Unclaimed Property Laws and State False Claims Acts: The Qui Tam Suits Are Coming

The company, Total Asset Recovery Services, Inc., a Michigan "asset recovery" company, appears to have found a valuable niche in state False Claims Act matters:  it has brought qui tam suits under the Illinois and Minnesota False Claims Acts against MetLife, Inc. and Prudential Life Insurance Co. for allegedly failing to turn over unclaimed life insurance funds.  In the Illinois case which was filed in January of this year, Total Asset alleges that these two companies failed to turn over the proceeds from 4,766 unclaimed life insurance policies.  In the Minnesota suit which was filed last month, Total Asset alleges that these same two companies failed to turn over the proceeds from 600 Minnesota unclaimed life insurance policies.  The Minnesota Attorney General declined to intervene but is reported to be investigating according to the Minnesota Star Tribune.

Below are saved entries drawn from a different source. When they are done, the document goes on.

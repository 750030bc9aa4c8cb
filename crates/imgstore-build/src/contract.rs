//! Launch-contract checks over a [`Descriptor`].
//!
//! The runtime stage must declare exactly the port its start command serves
//! on, bind all interfaces, and create the images directory before starting.
//! The dependency install must see only manifests, never application code.

use std::path::Path;

use crate::descriptor::{CONTAINER_HOST, Descriptor, Instruction, Stage, flag_value};
use crate::parse::ParseError;

/// Images directory assumed when the start command does not pass `--images-dir`.
const DEFAULT_IMAGES_DIR: &str = "images";

/// Files allowed into the dependency layer.
const MANIFEST_FILES: &[&str] = &["Cargo.toml", "Cargo.lock", "recipe.json"];

#[derive(Debug, Clone, PartialEq, Eq, thiserror::Error)]
pub enum ContractViolation {
    #[error("descriptor has no stages")]
    NoStages,

    #[error("runtime stage has no CMD")]
    MissingCmd,

    #[error("start command does not pass --port")]
    CmdWithoutPort,

    #[error("start command port {0:?} is not a valid port")]
    InvalidCmdPort(String),

    #[error("start command binds {host}, expected 0.0.0.0")]
    HostNotAllInterfaces { host: String },

    #[error("runtime stage declares no port (EXPOSE)")]
    MissingExpose,

    #[error("EXPOSE {declared} does not match start command port {served}")]
    PortMismatch { declared: u16, served: u16 },

    #[error("port {port} appears in {location} but the service listens on {served}")]
    StrayPort {
        port: u16,
        location: String,
        served: u16,
    },

    #[error("images directory {0:?} is not created before CMD")]
    MissingImagesDir(String),

    #[error("no dependency install step (cargo chef cook / cargo fetch)")]
    DependencyInstallMissing,

    #[error("dependency manifest is not copied before the dependency install")]
    ManifestNotCopiedFirst,

    #[error("application source {0:?} is copied before the dependency install")]
    SourceCopiedBeforeInstall(String),
}

impl Descriptor {
    /// Check the launch contract. An empty list means the descriptor is sound.
    pub fn validate(&self) -> Vec<ContractViolation> {
        let Some(runtime) = self.runtime_stage() else {
            return vec![ContractViolation::NoStages];
        };

        let mut violations = Vec::new();
        check_start_command(self, runtime, &mut violations);
        check_dependency_layer(self, &mut violations);
        violations
    }
}

/// Parse Dockerfile text and check it.
pub fn validate_dockerfile(text: &str) -> Result<Vec<ContractViolation>, ParseError> {
    Ok(Descriptor::parse(text)?.validate())
}

fn check_start_command(
    descriptor: &Descriptor,
    runtime: &Stage,
    violations: &mut Vec<ContractViolation>,
) {
    let Some(cmd_index) = runtime
        .instructions
        .iter()
        .rposition(|i| matches!(i, Instruction::Cmd(_)))
    else {
        violations.push(ContractViolation::MissingCmd);
        return;
    };
    let Instruction::Cmd(args) = &runtime.instructions[cmd_index] else {
        return;
    };

    match flag_value(args, "--host") {
        Some(CONTAINER_HOST) => {}
        Some(other) => violations.push(ContractViolation::HostNotAllInterfaces {
            host: other.to_owned(),
        }),
        None => violations.push(ContractViolation::HostNotAllInterfaces {
            host: "(unset)".to_owned(),
        }),
    }

    let images_dir = flag_value(args, "--images-dir").unwrap_or(DEFAULT_IMAGES_DIR);
    let creates_images = runtime.instructions[..cmd_index].iter().any(|i| match i {
        Instruction::Run(command) => creates_dir(command, images_dir),
        _ => false,
    });
    if !creates_images {
        violations.push(ContractViolation::MissingImagesDir(images_dir.to_owned()));
    }

    let served = match flag_value(args, "--port") {
        None => {
            violations.push(ContractViolation::CmdWithoutPort);
            return;
        }
        Some(raw) => match raw.parse::<u16>() {
            Ok(port) if port != 0 => port,
            _ => {
                violations.push(ContractViolation::InvalidCmdPort(raw.to_owned()));
                return;
            }
        },
    };

    let declared = descriptor.declared_ports();
    if declared.is_empty() {
        violations.push(ContractViolation::MissingExpose);
    }
    for port in declared.into_iter().filter(|p| *p != served) {
        violations.push(ContractViolation::PortMismatch {
            declared: port,
            served,
        });
    }

    let last = descriptor.stages.len() - 1;
    for (idx, stage) in descriptor.stages.iter().enumerate() {
        let name = stage_name(stage, idx);
        for instruction in &stage.instructions {
            let (location, mut ports) = match instruction {
                Instruction::Expose(port) if idx != last => {
                    (format!("EXPOSE in stage {name}"), vec![*port])
                }
                Instruction::Env { key, value } => {
                    let mut ports = port_mentions(value);
                    if key.to_ascii_uppercase().ends_with("PORT") {
                        ports.extend(leading_port(value));
                    }
                    (format!("ENV {key}"), ports)
                }
                Instruction::Run(command) => {
                    (format!("RUN in stage {name}"), port_mentions(command))
                }
                Instruction::Cmd(args) => (
                    format!("CMD in stage {name}"),
                    port_mentions(&args.join(" ")),
                ),
                Instruction::Other { keyword, args } => {
                    (format!("{keyword} in stage {name}"), port_mentions(args))
                }
                _ => continue,
            };
            ports.sort_unstable();
            ports.dedup();
            for port in ports.into_iter().filter(|p| *p != served) {
                violations.push(ContractViolation::StrayPort {
                    port,
                    location: location.clone(),
                    served,
                });
            }
        }
    }
}

/// Ports a command line mentions: `host:N` (socat's `TCP-LISTEN:N` included),
/// `--port N`, `--port=N` and `-p N`.
fn port_mentions(text: &str) -> Vec<u16> {
    let words: Vec<&str> = text
        .split_whitespace()
        .map(|w| w.trim_matches(|c: char| matches!(c, '"' | '\'' | '[' | ']' | ',' | ';')))
        .collect();

    let mut ports = Vec::new();
    for (idx, word) in words.iter().enumerate() {
        if matches!(*word, "--port" | "-p") {
            ports.extend(words.get(idx + 1).and_then(|next| leading_port(next)));
        } else if let Some(value) = word.strip_prefix("--port=") {
            ports.extend(leading_port(value));
        }
        ports.extend(
            word.match_indices(':')
                .filter_map(|(pos, _)| leading_port(&word[pos + 1..])),
        );
    }
    ports
}

/// A port number at the start of `text`, ended by the text or a separator.
/// Version strings (`22.04`, `20-alpine`) and words (`8000abc`) do not count.
fn leading_port(text: &str) -> Option<u16> {
    let end = text
        .find(|c: char| !c.is_ascii_digit())
        .unwrap_or(text.len());
    if end == 0 {
        return None;
    }
    if text[end..].starts_with(|c: char| c.is_ascii_alphanumeric() || matches!(c, '.' | '-' | '_')) {
        return None;
    }
    match text[..end].parse::<u16>() {
        Ok(port) if port != 0 => Some(port),
        _ => None,
    }
}

fn check_dependency_layer(descriptor: &Descriptor, violations: &mut Vec<ContractViolation>) {
    let install = descriptor
        .stages
        .iter()
        .enumerate()
        .find_map(|(stage_idx, stage)| {
            stage
                .instructions
                .iter()
                .position(|i| matches!(i, Instruction::Run(cmd) if is_dependency_install(cmd)))
                .map(|pos| (stage_idx, pos))
        });

    let Some((stage_idx, pos)) = install else {
        violations.push(ContractViolation::DependencyInstallMissing);
        return;
    };

    // Everything the install step can see: its ancestors, then its own prefix.
    let mut visible: Vec<&Instruction> = Vec::new();
    for ancestor in ancestors(descriptor, stage_idx).into_iter().rev() {
        visible.extend(descriptor.stages[ancestor].instructions.iter());
    }
    visible.extend(descriptor.stages[stage_idx].instructions[..pos].iter());

    let mut manifest_copied = false;
    for instruction in visible {
        let Instruction::Copy { from, sources, .. } = instruction else {
            continue;
        };
        for source in sources {
            if is_manifest(source) {
                manifest_copied = true;
            } else if from.is_none() {
                violations.push(ContractViolation::SourceCopiedBeforeInstall(source.clone()));
                return;
            }
        }
    }

    if !manifest_copied {
        violations.push(ContractViolation::ManifestNotCopiedFirst);
    }
}

/// Indices of the stages `stage_idx` is built `FROM`, nearest first.
fn ancestors(descriptor: &Descriptor, stage_idx: usize) -> Vec<usize> {
    let mut chain = Vec::new();
    let mut current = stage_idx;
    loop {
        let image = &descriptor.stages[current].image;
        let parent = descriptor.stages[..current]
            .iter()
            .rposition(|s| s.alias.as_deref() == Some(image.as_str()));
        match parent {
            Some(idx) => {
                chain.push(idx);
                current = idx;
            }
            None => return chain,
        }
    }
}

fn is_dependency_install(command: &str) -> bool {
    command.contains("cargo chef cook") || command.contains("cargo fetch")
}

fn is_manifest(source: &str) -> bool {
    Path::new(source)
        .file_name()
        .and_then(|n| n.to_str())
        .is_some_and(|n| MANIFEST_FILES.contains(&n))
}

fn creates_dir(command: &str, dir: &str) -> bool {
    let dir = dir.trim_end_matches('/');
    command.split("&&").any(|part| {
        let words: Vec<&str> = part.split_whitespace().collect();
        words.first() == Some(&"mkdir")
            && words.iter().any(|w| *w == "-p" || *w == "--parents")
            && words[1..].iter().any(|w| {
                let w = w.trim_end_matches('/');
                w == dir || w.ends_with(&format!("/{dir}"))
            })
    })
}

fn stage_name(stage: &Stage, idx: usize) -> String {
    stage.alias.clone().unwrap_or_else(|| idx.to_string())
}
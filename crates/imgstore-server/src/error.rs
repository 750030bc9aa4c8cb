use axum::Json;
use axum::http::StatusCode;
use axum::response::{IntoResponse, Response};
use serde_json::json;

use crate::repository::RepositoryError;
use crate::storage::StorageError;
use crate::validation::ValidationError;

/// An HTTP error rendered as `{"detail": "..."}`.
#[derive(Debug, Clone, PartialEq, Eq, thiserror::Error)]
#[error("{status}: {detail}")]
pub struct ApiError {
    pub status: StatusCode,
    pub detail: String,
}

impl ApiError {
    pub fn new(status: StatusCode, detail: impl Into<String>) -> Self {
        Self {
            status,
            detail: detail.into(),
        }
    }

    pub fn bad_request(detail: impl Into<String>) -> Self {
        Self::new(StatusCode::BAD_REQUEST, detail)
    }

    pub fn not_found(detail: impl Into<String>) -> Self {
        Self::new(StatusCode::NOT_FOUND, detail)
    }

    pub fn internal(detail: impl Into<String>) -> Self {
        Self::new(StatusCode::INTERNAL_SERVER_ERROR, detail)
    }
}

impl IntoResponse for ApiError {
    fn into_response(self) -> Response {
        if self.status.is_server_error() {
            tracing::error!(status = %self.status, detail = %self.detail, "request failed");
        }
        (self.status, Json(json!({ "detail": self.detail }))).into_response()
    }
}

impl From<ValidationError> for ApiError {
    fn from(e: ValidationError) -> Self {
        Self::bad_request(e.to_string())
    }
}

impl From<RepositoryError> for ApiError {
    fn from(e: RepositoryError) -> Self {
        match e {
            RepositoryError::Query(source) => Self::internal(format!("database error: {source}")),
            other => Self::internal(other.to_string()),
        }
    }
}

impl From<StorageError> for ApiError {
    fn from(e: StorageError) -> Self {
        match &e {
            StorageError::TooLarge { .. } => Self::new(StatusCode::PAYLOAD_TOO_LARGE, e.to_string()),
            StorageError::CreateDir { source, .. }
            | StorageError::Write { source, .. }
            | StorageError::Remove { source, .. } => Self::internal(format!("{e}: {source}")),
        }
    }
}

impl From<axum::extract::multipart::MultipartError> for ApiError {
    fn from(e: axum::extract::multipart::MultipartError) -> Self {
        Self::new(e.status(), e.body_text())
    }
}
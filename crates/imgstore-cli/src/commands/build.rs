use imgstore_build::bundle;
use imgstore_build::{LayerKeys, LayerReport, validate_dockerfile};
use imgstore_core::ImgstoreConfig;
use imgstore_docker::DockerClient;
use std::path::PathBuf;

/// Run the build pipeline: context → dirty check → descriptor → contract →
/// bundle → layer keys → docker build.
pub async fn build(
    tag: Option<String>,
    package: Option<String>,
    allow_dirty: bool,
) -> anyhow::Result<()> {
    let project_dir = PathBuf::from(".");
    let config = ImgstoreConfig::load(&project_dir)?;

    // Fail fast on a missing manifest, before anything is copied
    let context = super::open_context(&project_dir, &config, package.as_deref())?;
    println!(
        "Building package {} v{} (binary `{}`)",
        context.name, context.version, context.binary_name
    );

    // Dirty check: refuse to build uncommitted changes unless --allow-dirty
    if !allow_dirty && bundle::is_dirty(&context.dir)? {
        anyhow::bail!(
            "uncommitted changes detected.\n\
             Commit your changes, or use `imgstore build --allow-dirty` to build anyway."
        );
    }

    let image_tag = tag
        .or_else(|| config.project.image_tag.clone())
        .unwrap_or_else(|| {
            let name = config.project.name.as_deref().unwrap_or(&context.binary_name);
            format!("{name}:latest")
        });

    // Determine Dockerfile content
    let (dockerfile, ejected) = super::resolve_dockerfile(&context.dir, &config, &context)?;
    if ejected {
        println!("Using ejected Dockerfile from .imgstore/Dockerfile");
    }

    // Launch contract
    let violations = validate_dockerfile(&dockerfile)?;
    if !violations.is_empty() {
        let list = violations
            .iter()
            .map(|v| format!("  - {v}"))
            .collect::<Vec<_>>()
            .join("\n");
        anyhow::bail!("Dockerfile breaks the launch contract:\n{list}");
    }

    // Bundle source
    println!("Bundling source...");
    let bundle = bundle::create_bundle(&context.dir, &dockerfile)?;

    // Layer keys
    let keys = LayerKeys::compute(&context.dir, &bundle.files, &config.build)?;
    let previous = LayerKeys::load(&context.dir)?;
    let report = LayerReport::compare(previous.as_ref(), &keys);
    println!(
        "Dependency layer: {}",
        if report.dependencies_reused {
            "unchanged (cache reusable)"
        } else {
            "changed (dependencies rebuild)"
        }
    );
    println!(
        "Application layer: {}",
        if report.application_reused {
            "unchanged"
        } else {
            "changed"
        }
    );

    // docker build
    println!("Building {image_tag}...");
    let client = DockerClient::new();
    client.build(&bundle.dir, &image_tag).await?;
    keys.save(&context.dir)?;

    let image_id = client.image_id(&image_tag).await?;
    println!();
    println!("Built {image_tag} ({image_id})");
    println!(
        "Run it with: docker run -p {port}:{port} {image_tag}",
        port = config.serve.port
    );

    Ok(())
}
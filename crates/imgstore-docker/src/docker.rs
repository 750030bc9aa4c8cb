#[derive(Debug, thiserror::Error)]
pub enum DockerError {
    #[error("docker CLI not found — install: https://docs.docker.com/get-docker/")]
    NotFound { source: std::io::Error },

    #[error("docker command failed: {args:?}\n{stderr}")]
    CommandFailed { args: Vec<String>, stderr: String },

    #[error("docker output was not valid UTF-8")]
    InvalidUtf8 { source: std::string::FromUtf8Error },
}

The attorney for Total Asset Recovery in the Minnesota suit is former Southern District of Florida U.S. Attorney Jeffrey Sloman, who has been in private practice for the last three years after a distinguished career as a federal prosecutor.  Sloman is quoted by the Minnesota Star Tribune as saying that the "the magnitude of the life insurance fraud committed on the states is in the billions of dollars . . . the numbers are mind-boggling."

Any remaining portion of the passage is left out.